“It is difficult to beat New Zealand anywhere . . . but when the referees are subconsciously leaning their way, it becomes all but impossible.”
Former England flyhalf Stuart Barnes says the All Blacks always seem to get the rub of the green when it comes to refereeing decisions.
Barnes, in his regular column on the Sky Sports website, said he was disappointed after watching the Springboks-All Blacks Test in Auckland last weekend.
“Unfortunately déjà vu struck and for all the excellence of so much of New Zealand’s game, it will be remembered – certainly in South Africa – for yet another refereeing display where the key decisions again broke the way of the All Blacks,” Barnes wrote.
“Australia were on the wrong end of some atrocious refereeing a few weeks ago in Wellington and the Springboks found their more realistic hopes of a first win in Auckland since 1937, undone by Romain Poite.
“The Frenchman is one of my favourite referees, but like the majority of his colleagues who blow down south, somehow the whistle always goes New Zealand’s way.
“Maybe it is time for All Blacks fans and coaches to forget about 2007 and Wayne Barnes; time to accept that the wheel has turned full circle in their favour.”
Bok hooker Bismarck du Plessis was controversially sent off in Auckland when he received two yellow cards.
Much to the ire of the Springboks’ fans, Frenchman Poite showed the hooker a yellow card in the 16th minute of the Test for a perfectly legal tackle on All Black flyhalf Dan Carter.
Poite then showed Du Plessis a second yellow – and a subsequent red card – for leading with an elbow which connected with the throat of All Black flank Liam Messam.
“Every small decision seems to be interpreted New Zealand’s way,” Barnes continued.
“Even when the All Blacks suffered two indisputable yellow cards in the last 10 minutes when the game was won the referee took their side.
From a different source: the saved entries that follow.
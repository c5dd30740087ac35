//! Recruitment service
//!
//! Job postings, candidates, the application pipeline and interviews.
//!
//! Applications move along
//! `applied -> screening -> interview -> offer -> hired`, and any open
//! application can be rejected or withdrawn. Hiring turns the candidate
//! into an employee and closes the posting once every opening is filled.

use crate::cache::MemoryCache;
use crate::db::is_unique_violation;
use crate::db::repositories::{
    ApplicationRepository, CandidateRepository, DepartmentRepository, EmployeeRepository,
    InterviewRepository, JobRepository,
};
use crate::models::{
    Application, ApplicationDetail, ApplicationFilter, ApplicationStatus, Candidate,
    CreateCandidateInput, CreateEmployeeInput, CreateInterviewInput, CreateJobInput, Employee,
    Interview, InterviewFilter, InterviewStatus, Job, JobFilter, JobStatus, ListParams,
    NotificationKind, PagedResult, UpdateCandidateInput, UpdateInterviewInput, UpdateJobInput,
    User,
};
use crate::services::clock::Clock;
use crate::services::email::{templates, EmailService};
use crate::services::employee::EmployeeService;
use crate::services::error::{OrNotFound, ServiceError, ServiceResult};
use crate::services::notification::NotificationService;
use crate::services::report::invalidate_dashboard;
use crate::services::upload::UploadService;
use crate::services::validation;
use anyhow::Context;
use chrono::{DateTime, FixedOffset, Utc};
use serde::{Deserialize, Serialize};
use std::sync::Arc;

const MIN_INTERVIEW_MINUTES: i64 = 15;
const MAX_INTERVIEW_MINUTES: i64 = 480;

/// Application submitted through the public careers page
#[derive(Debug, Clone, Deserialize)]
pub struct CareersApplication {
    pub first_name: String,
    pub last_name: String,
    pub email: String,
    #[serde(default)]
    pub phone: Option<String>,
    #[serde(default)]
    pub cover_letter: Option<String>,
}

/// An uploaded CV, as read from a multipart field
#[derive(Debug, Clone)]
pub struct ResumeFile {
    pub original_name: Option<String>,
    pub content_type: String,
    pub data: Vec<u8>,
}

/// Terms for turning a candidate into an employee
#[derive(Debug, Clone, Default, Deserialize)]
pub struct HireInput {
    #[serde(default)]
    pub base_salary: f64,
    #[serde(default)]
    pub manager_id: Option<i64>,
}

#[derive(Debug, Clone, Serialize)]
pub struct HireOutcome {
    pub application: Application,
    pub employee: Employee,
    /// The hire filled the last opening
    pub job_closed: bool,
}

pub struct RecruitmentService {
    job_repo: Arc<dyn JobRepository>,
    candidate_repo: Arc<dyn CandidateRepository>,
    application_repo: Arc<dyn ApplicationRepository>,
    interview_repo: Arc<dyn InterviewRepository>,
    department_repo: Arc<dyn DepartmentRepository>,
    employee_repo: Arc<dyn EmployeeRepository>,
    employees: Arc<EmployeeService>,
    notifications: Arc<NotificationService>,
    email: Arc<EmailService>,
    uploads: Arc<UploadService>,
    clock: Arc<dyn Clock>,
    offset: FixedOffset,
    cache: Arc<MemoryCache>,
}
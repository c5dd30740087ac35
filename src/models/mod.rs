//! Data models
//!
//! Database entities, their status enums and the input/filter types the
//! services accept. Status enums are stored as plain strings; each one
//! round-trips through `Display`/`FromStr` and serialises as the same text.

/// Declare a string-backed status enum with `Display`, `FromStr` and serde
/// impls that all use the given text. Parsing is case-insensitive.
macro_rules! string_enum {
    (
        $(#[$meta:meta])*
        $vis:vis enum $name:ident {
            $( $(#[$vmeta:meta])* $variant:ident => $text:literal ),+ $(,)?
        }
    ) => {
        $(#[$meta])*
        #[derive(Debug, Clone, Copy, PartialEq, Eq, Hash)]
        $vis enum $name {
            $( $(#[$vmeta])* $variant ),+
        }

        impl $name {
            /// Every variant, in declaration order
            pub const ALL: &'static [$name] = &[$($name::$variant),+];

            pub fn as_str(&self) -> &'static str {
                match self {
                    $( $name::$variant => $text ),+
                }
            }
        }

        impl std::fmt::Display for $name {
            fn fmt(&self, f: &mut std::fmt::Formatter<'_>) -> std::fmt::Result {
                f.write_str(self.as_str())
            }
        }

        impl std::str::FromStr for $name {
            type Err = anyhow::Error;

            fn from_str(s: &str) -> Result<Self, Self::Err> {
                let s = s.trim();
                $(
                    if s.eq_ignore_ascii_case($text) {
                        return Ok($name::$variant);
                    }
                )+
                Err(anyhow::anyhow!("Invalid {}: {}", stringify!($name), s))
            }
        }

        impl serde::Serialize for $name {
            fn serialize<S: serde::Serializer>(&self, serializer: S) -> Result<S::Ok, S::Error> {
                serializer.serialize_str(self.as_str())
            }
        }

        impl<'de> serde::Deserialize<'de> for $name {
            fn deserialize<D: serde::Deserializer<'de>>(deserializer: D) -> Result<Self, D::Error> {
                let s = String::deserialize(deserializer)?;
                s.parse().map_err(serde::de::Error::custom)
            }
        }
    };
}

mod application;
mod attendance;
mod candidate;
mod common;
mod department;
mod employee;
mod goal;
mod interview;
mod job;
mod leave;
mod notification;
mod report;
mod review;
mod salary;
mod session;
mod user;

pub use application::{Application, ApplicationDetail, ApplicationFilter, ApplicationStatus};
pub use attendance::{
    Attendance, AttendanceFilter, AttendanceStatus, AttendanceSummary, SessionState,
    SessionStatus, UpdateAttendanceInput,
};
pub use candidate::{Candidate, CreateCandidateInput, UpdateCandidateInput};
pub use common::{ListParams, PagedResult, SortOrder};
pub use department::{CreateDepartmentInput, Department, DepartmentWithCount, UpdateDepartmentInput};
pub use employee::{
    employee_code, parse_employee_code, CreateEmployeeInput, Employee, EmployeeFilter, EmployeeSort, EmployeeStatus,
    UpdateEmployeeInput,
};
pub use goal::{CreateGoalInput, Goal, GoalFilter, GoalStatus, UpdateGoalInput};
pub use interview::{
    CreateInterviewInput, Interview, InterviewFilter, InterviewStatus, UpdateInterviewInput,
};
pub use job::{CreateJobInput, EmploymentType, Job, JobFilter, JobStatus, UpdateJobInput};
pub use leave::{
    CreateLeaveInput, LeaveBalance, LeaveFilter, LeaveRequest, LeaveStatus, LeaveType,
};
pub use notification::{Notification, NotificationKind};
pub use report::{Report, ReportType};
pub use review::{
    CreateReviewInput, PerformanceReview, ReviewFilter, ReviewStatus, UpdateReviewInput,
};
pub use salary::{round_cents, Salary, SalaryFilter, SalaryStatus, UpdateSalaryInput};
pub use session::{LoginLog, PasswordReset, Session};
pub use user::{CreateUserInput, UpdateUserInput, User, UserRole, UserStatus};
//! Goal repository

use crate::db::{parse_column, DynDatabasePool, LastInsertId};
use crate::models::{Goal, GoalFilter};
use anyhow::{Context, Result};
use async_trait::async_trait;
use chrono::Utc;
use sqlx::Row;
use std::sync::Arc;

const GOAL_COLUMNS: &str =
    "id, employee_id, title, description, due_date, progress, status, created_by, created_at, updated_at";

macro_rules! goal_from_row {
    ($row:expr) => {
        Goal {
            id: $row.get("id"),
            employee_id: $row.get("employee_id"),
            title: $row.get("title"),
            description: $row.get("description"),
            due_date: $row.get("due_date"),
            progress: $row.get("progress"),
            status: parse_column($row.get("status"), "status")?,
            created_by: $row.get("created_by"),
            created_at: $row.get("created_at"),
            updated_at: $row.get("updated_at"),
        }
    };
}

#[async_trait]
pub trait GoalRepository: Send + Sync {
    async fn create(&self, goal: &Goal) -> Result<Goal>;

    async fn get_by_id(&self, id: i64) -> Result<Option<Goal>>;

    async fn update(&self, goal: &Goal) -> Result<Goal>;

    async fn delete(&self, id: i64) -> Result<()>;

    /// Goals by due date, undated goals last
    async fn list(&self, filter: &GoalFilter) -> Result<Vec<Goal>>;
}

pub struct SqlxGoalRepository {
    pool: DynDatabasePool,
}

impl SqlxGoalRepository {
    pub fn new(pool: DynDatabasePool) -> Self {
        Self { pool }
    }

    pub fn boxed(pool: DynDatabasePool) -> Arc<dyn GoalRepository> {
        Arc::new(Self::new(pool))
    }
}

#[async_trait]
impl GoalRepository for SqlxGoalRepository {
    async fn create(&self, goal: &Goal) -> Result<Goal> {
        let now = Utc::now();
        let id = with_pool!(self.pool, pool => {
            sqlx::query(
                r#"
                INSERT INTO goals (employee_id, title, description, due_date, progress, status, created_by, created_at, updated_at)
                VALUES (?, ?, ?, ?, ?, ?, ?, ?, ?)
                "#,
            )
            .bind(goal.employee_id)
            .bind(&goal.title)
            .bind(&goal.description)
            .bind(goal.due_date)
            .bind(goal.progress)
            .bind(goal.status.as_str())
            .bind(goal.created_by)
            .bind(now)
            .bind(now)
            .execute(pool)
            .await
            .context("Failed to create goal")?
            .inserted_id()
        });

        Ok(Goal {
            id,
            created_at: now,
            updated_at: now,
            ..goal.clone()
        })
    }

    async fn get_by_id(&self, id: i64) -> Result<Option<Goal>> {
        let sql = format!("SELECT {} FROM goals WHERE id = ?", GOAL_COLUMNS);
        with_pool!(self.pool, pool => {
            let row = sqlx::query(&sql)
                .bind(id)
                .fetch_optional(pool)
                .await
                .context("Failed to get goal")?;
            match row {
                Some(row) => Ok(Some(goal_from_row!(row))),
                None => Ok(None),
            }
        })
    }

    async fn update(&self, goal: &Goal) -> Result<Goal> {
        let now = Utc::now();
        with_pool!(self.pool, pool => {
            sqlx::query(
                r#"
                UPDATE goals
                SET title = ?, description = ?, due_date = ?, progress = ?, status = ?, updated_at = ?
                WHERE id = ?
                "#,
            )
            .bind(&goal.title)
            .bind(&goal.description)
            .bind(goal.due_date)
            .bind(goal.progress)
            .bind(goal.status.as_str())
            .bind(now)
            .bind(goal.id)
            .execute(pool)
            .await
            .context("Failed to update goal")?;
        });

        Ok(Goal {
            updated_at: now,
            ..goal.clone()
        })
    }

    async fn delete(&self, id: i64) -> Result<()> {
        with_pool!(self.pool, pool => {
            sqlx::query("DELETE FROM goals WHERE id = ?")
                .bind(id)
                .execute(pool)
                .await
                .context("Failed to delete goal")?;
        });
        Ok(())
    }

    async fn list(&self, filter: &GoalFilter) -> Result<Vec<Goal>> {
        let sql = format!(
            r#"
            SELECT {} FROM goals
            WHERE (? IS NULL OR employee_id = ?) AND (? IS NULL OR status = ?)
            ORDER BY CASE WHEN due_date IS NULL THEN 1 ELSE 0 END, due_date, id
            "#,
            GOAL_COLUMNS
        );
        let status = filter.status.map(|s| s.as_str());
        with_pool!(self.pool, pool => {
            let rows = sqlx::query(&sql)
                .bind(filter.employee_id)
                .bind(filter.employee_id)
                .bind(status)
                .bind(status)
                .fetch_all(pool)
                .await
                .context("Failed to list goals")?;
            let mut goals = Vec::with_capacity(rows.len());
            for row in rows {
                goals.push(goal_from_row!(row));
            }
            Ok(goals)
        })
    }
}

#[cfg(test)]
mod tests {
    use super::*;
    use crate::db::repositories::test_support::{insert_employee, setup_pool};
    use crate::models::GoalStatus;
    use chrono::NaiveDate;

    fn goal(employee_id: i64, title: &str, due: Option<NaiveDate>) -> Goal {
        let now = Utc::now();
        Goal {
            id: 0,
            employee_id,
            title: title.to_string(),
            description: None,
            due_date: due,
            progress: 0,
            status: GoalStatus::NotStarted,
            created_by: None,
            created_at: now,
            updated_at: now,
        }
    }

    #[tokio::test]
    async fn test_progress_update_persists() {
        let pool = setup_pool().await;
        let employee = insert_employee(&pool, "Ada", "Lovelace").await;
        let repo = SqlxGoalRepository::new(pool);

        let mut created = repo.create(&goal(employee.id, "Ship v2", None)).await.unwrap();
        created.progress = 40;
        created.status = GoalStatus::from_progress(40);
        repo.update(&created).await.unwrap();

        let found = repo.get_by_id(created.id).await.unwrap().unwrap();
        assert_eq!(found.progress, 40);
        assert_eq!(found.status, GoalStatus::InProgress);
    }

    #[tokio::test]
    async fn test_list_orders_by_due_date_with_undated_last() {
        let pool = setup_pool().await;
        let employee = insert_employee(&pool, "Ada", "Lovelace").await;
        let other = insert_employee(&pool, "Alan", "Turing").await;
        let repo = SqlxGoalRepository::new(pool);

        repo.create(&goal(employee.id, "someday", None)).await.unwrap();
        repo.create(&goal(employee.id, "late", NaiveDate::from_ymd_opt(2024, 9, 1))).await.unwrap();
        repo.create(&goal(employee.id, "early", NaiveDate::from_ymd_opt(2024, 3, 1))).await.unwrap();
        repo.create(&goal(other.id, "not mine", None)).await.unwrap();

        let filter = GoalFilter {
            employee_id: Some(employee.id),
            ..Default::default()
        };
        let titles: Vec<_> = repo
            .list(&filter)
            .await
            .unwrap()
            .into_iter()
            .map(|g| g.title)
            .collect();
        assert_eq!(titles, vec!["early", "late", "someday"]);
    }
}
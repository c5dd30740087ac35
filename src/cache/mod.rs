//! Cache layer
//!
//! A process-local cache for values that are expensive to compute and can be
//! a little stale, such as the dashboard summary. Values are stored as JSON
//! so any serialisable type fits.
//!
//! ```rust,ignore
//! use hrhub::cache::{create_cache, CacheLayer};
//!
//! let cache = create_cache(&config.cache);
//! cache.set("dashboard", &summary, Duration::from_secs(60)).await?;
//! ```

pub mod memory;

use anyhow::Result;
use async_trait::async_trait;
use serde::{de::DeserializeOwned, Serialize};
use std::sync::Arc;
use std::time::Duration;

use crate::config::CacheConfig;

pub use memory::MemoryCache;

/// Cache operations.
///
/// The methods are generic, so this trait is used with concrete types
/// rather than as a trait object.
#[async_trait]
pub trait CacheLayer: Send + Sync {
    async fn get<T: DeserializeOwned + Send>(&self, key: &str) -> Result<Option<T>>;

    /// Store a value that expires after `ttl`
    async fn set<T: Serialize + Send + Sync>(&self, key: &str, value: &T, ttl: Duration) -> Result<()>;

    async fn delete(&self, key: &str) -> Result<()>;

    /// Delete every key matching a glob (`*` and `?`)
    async fn delete_pattern(&self, pattern: &str) -> Result<()>;

    async fn clear(&self) -> Result<()>;
}

/// Build the shared cache from configuration
pub fn create_cache(config: &CacheConfig) -> Arc<MemoryCache> {
    Arc::new(MemoryCache::with_default_ttl(Duration::from_secs(
        config.ttl_seconds.max(1),
    )))
}
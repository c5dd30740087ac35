//! Upload API endpoints
//!
//! - POST /api/uploads - Store a document (multipart field `file`)
//! - GET /api/uploads/{name} - Download a stored document

use axum::{
    extract::{Multipart, Path, State},
    http::{header, StatusCode},
    response::IntoResponse,
    routing::{get, post},
    Json, Router,
};

use crate::api::common::read_multipart;
use crate::api::middleware::{ApiError, AppState, AuthenticatedUser};
use crate::services::upload::{is_bare_name, StoredFile};

/// Build the upload router
pub fn router() -> Router<AppState> {
    Router::new()
        .route("/", post(upload))
        .route("/{name}", get(download))
}

/// POST /api/uploads
async fn upload(
    State(state): State<AppState>,
    _user: AuthenticatedUser,
    mut multipart: Multipart,
) -> Result<(StatusCode, Json<StoredFile>), ApiError> {
    let (_, file) = read_multipart(&mut multipart, "file").await?;
    let file = file.ok_or_else(|| ApiError::validation_error("No file provided"))?;

    let stored = state
        .upload_service
        .store(file.file_name.as_deref(), &file.content_type, &file.data)
        .await?;
    Ok((StatusCode::CREATED, Json(stored)))
}

/// GET /api/uploads/{name}
async fn download(
    State(state): State<AppState>,
    _user: AuthenticatedUser,
    Path(name): Path<String>,
) -> Result<impl IntoResponse, ApiError> {
    if !is_bare_name(&name) {
        return Err(ApiError::validation_error("Invalid file name"));
    }
    let (data, content_type) = state.upload_service.read(&name).await?;
    Ok((
        [
            (header::CONTENT_TYPE, content_type.to_string()),
            (header::CONTENT_DISPOSITION, format!("attachment; filename=\"{}\"", name)),
        ],
        data,
    ))
}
Ma’a Nonu went for a late charge (on Bok skipper Jean de Villiers), but Conrad Smith escaped a cynical hand in the ruck metres from the line.
“It was pure yellow and De Villiers quizzed the French referee as to whether Smith too should be sin-binned. Poite disregarded him when the New Zealanders should have been down to 12 men for the misdemeanours. But that was a correct decision too far for the Frenchman.
“It is difficult to beat New Zealand anywhere and anytime, let alone in New Zealand, but when the referees are subconsciously leaning their way, it becomes all but impossible.”